- [TASK DETAILS]: Look through the listing below for the string "transfer". Show each line where it occurs.

- [DATA FOR THIS TASK]:
******************************

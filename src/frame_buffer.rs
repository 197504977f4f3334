use crate::error::BlockwiseError;
use crate::safe_converter::{PrecheckedCast, SafeCast};
use crate::sliding_window::SlidingWindow;
use bytes::{Bytes, BytesMut};
use std::cmp::min;

/// One frame of a transfer: a bounded chunk of the payload, identified by its sequence number.
#[derive(Clone, Debug, PartialEq, Eq)]
pub struct Frame {
    pub sequence_number: u32,
    pub has_more: bool,
    pub bytes: Bytes,
}

/// Send-side view of a transfer's payload: splits it into sequential fixed-size frames.
///
/// Frames are produced lazily through [`FragmentQueue::pop_block`], gated by a sliding window,
///  and can be looked up again by index for retransmission - frame bytes are zero-copy slices
///  of the payload.
pub struct FragmentQueue {
    payload: Bytes,
    block_size: usize,
    num_frames: u32,
    window: SlidingWindow<u32>,
    /// the next frame index that has not been placed into the window yet
    cursor: u32,
}

impl FragmentQueue {
    pub fn new(payload: Bytes, block_size: usize, configured_window: usize) -> FragmentQueue {
        // an empty payload still produces one (empty) frame so the transfer round-trips
        let num_frames: u32 = payload.len().div_ceil(block_size).max(1).prechecked_cast();

        let window_size = min(configured_window, num_frames.safe_cast());

        FragmentQueue {
            payload,
            block_size,
            num_frames,
            window: SlidingWindow::new(window_size),
            cursor: 0,
        }
    }

    pub fn num_frames(&self) -> u32 {
        self.num_frames
    }

    pub fn payload_len(&self) -> usize {
        self.payload.len()
    }

    /// The frame for a given index, or `None` past the end of the payload.
    pub fn frame(&self, index: u32) -> Option<Frame> {
        if index >= self.num_frames {
            return None;
        }

        let start = index.safe_cast() * self.block_size;
        let end = min(start + self.block_size, self.payload.len());

        Some(Frame {
            sequence_number: index,
            has_more: index + 1 < self.num_frames,
            bytes: self.payload.slice(start..end),
        })
    }

    /// Produce the next frame, keeping at most `window_size` frame indices buffered ahead of
    ///  the window offset. Returns `None` once the payload is consumed.
    pub fn pop_block(&mut self, window_size: u32) -> Option<Frame> {
        let limit = min(self.window.get_size().prechecked_cast(), window_size);

        while self.cursor < self.num_frames && self.cursor - self.window.get_offset() < limit {
            self.window.set(self.cursor, self.cursor);
            self.cursor += 1;
        }

        let index = self.window.advance()?;
        self.frame(index)
    }
}

/// Receive-side view of a transfer: accepts frames (possibly out of order within the window
///  bound) and drains the contiguous prefix into an accumulator.
pub struct ReassemblyBuffer {
    window: SlidingWindow<Bytes>,
    assembled: BytesMut,
    /// set once a frame arrives with the 'more' flag cleared
    terminal_index: Option<u32>,
}

impl ReassemblyBuffer {
    pub fn new(window_size: usize) -> ReassemblyBuffer {
        ReassemblyBuffer {
            window: SlidingWindow::new(window_size),
            assembled: BytesMut::new(),
            terminal_index: None,
        }
    }

    /// Accept one frame. Frames below the window were drained before and signal `StaleFrame`,
    ///  frames above the window signal `InvalidFrameIndex`; neither mutates any state. On
    ///  success the contiguous populated prefix is drained into the accumulator.
    pub fn accept(&mut self, sequence_number: u32, has_more: bool, bytes: Bytes) -> Result<(), BlockwiseError> {
        let window_offset = self.window.get_offset();
        let window_end = window_offset.saturating_add(self.window.get_size().prechecked_cast());

        if sequence_number < window_offset {
            return Err(BlockwiseError::StaleFrame { sequence_number, window_offset });
        }
        if sequence_number >= window_end {
            return Err(BlockwiseError::InvalidFrameIndex { sequence_number, window_offset, window_end });
        }

        if !has_more {
            self.terminal_index = Some(sequence_number);
        }
        self.window.set(sequence_number, bytes);

        while let Some(drained) = self.window.advance() {
            self.assembled.extend_from_slice(&drained);
        }
        Ok(())
    }

    /// True exactly when the frame at the terminal index has been drained, i.e. the count of
    ///  drained frames equals `terminal_index + 1`.
    pub fn is_completed(&self) -> bool {
        match self.terminal_index {
            Some(terminal_index) => self.window.get_offset() == terminal_index + 1,
            None => false,
        }
    }

    pub fn window_offset(&self) -> u32 {
        self.window.get_offset()
    }

    pub fn assembled_len(&self) -> usize {
        self.assembled.len()
    }

    /// Hand out the accumulated payload, leaving the accumulator empty.
    pub fn take_payload(&mut self) -> Bytes {
        std::mem::take(&mut self.assembled).freeze()
    }
}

******************************

- [PROBLEM SOLUTION]:
/// One frame of a transfer: a bounded chunk of the payload, identified by its sequence number.
/// Send-side view of a transfer's payload: splits it into sequential fixed-size frames.
        // an empty payload still produces one (empty) frame so the transfer round-trips
/// Receive-side view of a transfer: accepts frames (possibly out of order within the window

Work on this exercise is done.